While Paulo Fonseca is busy preparing for the second leg of Roma's Round of 32 Europa League fixture against Braga tomorrow, the Italian press is busy finding his next employer. No, this isn't a story about Fonseca getting sacked for poor performance. Quite the opposite in fact. With Roma in the thick of the top four hunt and on the precipice of reaching the Europa League Round of 16 for the second-straight year, Paulo Fonseca seems to be riding high in the Italian capital.
There's just one small problem: his contract expires in four months. When Roma tabbed Fonseca as their next manager in the summer of 2019, they only offered him a two-year deal. When you consider the fact that Roma spent most of that summer chasing big fish like Jose Mourinho and Antonio Conte for the bench, not to mention the fact that Fonseca was making the biggest jump of his managerial career, Roma were right to exercise caution with their new manager.
While it wasn't made public at the time, we've since learned that Fonseca has an option for a third year built into his deal, one that kicks in automatically if he guides Roma to the Champions League. With 44 points through 23 matches, Roma are five points ahead of last season's pace but are in the middle of a five-team tussle for Italy's final two Champions League places (the first two seem safe in the hands of AC Milan and Inter Milan), so a return to Europe's big dance is far from assured.
But, according to the Corriere dello Sport, that may not matter if a certain Spanish club comes calling:
In a report published early Wednesday morning, the CdS speculates that Real Madrid (and possibly Benfica) are keeping tabs on Fonseca and his future with Roma. While Zinedine Zidane has carved out his own little niche in Madrid's coaching annals, Zizou may not be long for the Real bench, meaning one of the best gigs in football may soon be available.
Despite some intermittent calls for his job in the Roman press, Fonseca remains highly thought of (and apparently highly sought after) in footballing circles. In fact, the CdS cites an unspecified Roma player who, shortly after the club signed Fonseca in 2019, predicted that he would be coaching Madrid within three years.
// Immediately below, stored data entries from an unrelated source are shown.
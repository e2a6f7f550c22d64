//! Rendering a resolved assignment back to cartfile text (spec §6
//! `ResolvedCartfile`).
//!
//! One line per dependency, ascending by [`Dependency::description`]:
//!
//! ```text
//! github "owner/repo" "v1.2.0"
//! ```

use std::collections::BTreeMap;
use std::fmt::Write as _;

use crate::dependency::Dependency;
use crate::pinned_version::PinnedVersion;

/// Formats a resolved assignment as cartfile text, one line per dependency
/// in ascending [`Dependency::description`] order, each terminated with a
/// newline.
#[must_use]
pub fn render_resolved_cartfile(assignment: &BTreeMap<Dependency, PinnedVersion>) -> String {
    // `Dependency`'s `Ord` is defined over `description()`, so `BTreeMap`
    // iteration order already matches the order this needs to render in.
    let mut out = String::new();
    for (dependency, pinned) in assignment {
        let _ = writeln!(out, "{} \"{}\"", dependency.description(), pinned.commitish());
    }
    out
}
The CdS doesn't speculate what might happen if Roma qualifies for the Champions League (triggering the third year of Fonseca's deal in the process) and Madrid still comes calling, but wouldn't it be oh so Roma for a coach they didn't want in the first place, one who was close to being pushed out as recently as January, to revive the club and then bolt for greener pastures?
We nearly saw this same scenario unfold in 2018 when Eusebio Di Francesco, fresh off orchestrating Roma's epic comeback over Barcelona in the Champions League, flirted with Premiership offers (Chelsea in particular) only to remain in Rome. We all remember how that turned out (he was sacked in the spring of 2019), so we can't really assume that Fonseca will follow suit—clubs like Madrid don't come calling every day.
Of course, this could all be nonsense and Madrid may have someone else lined up as Zidane's successor, but the fact that this rumor persists speaks volumes to Fonseca's standing in coaching circles.
Madrid or no Madrid, Champions League or not, Roma may be staring managerial uncertainty in the face once again.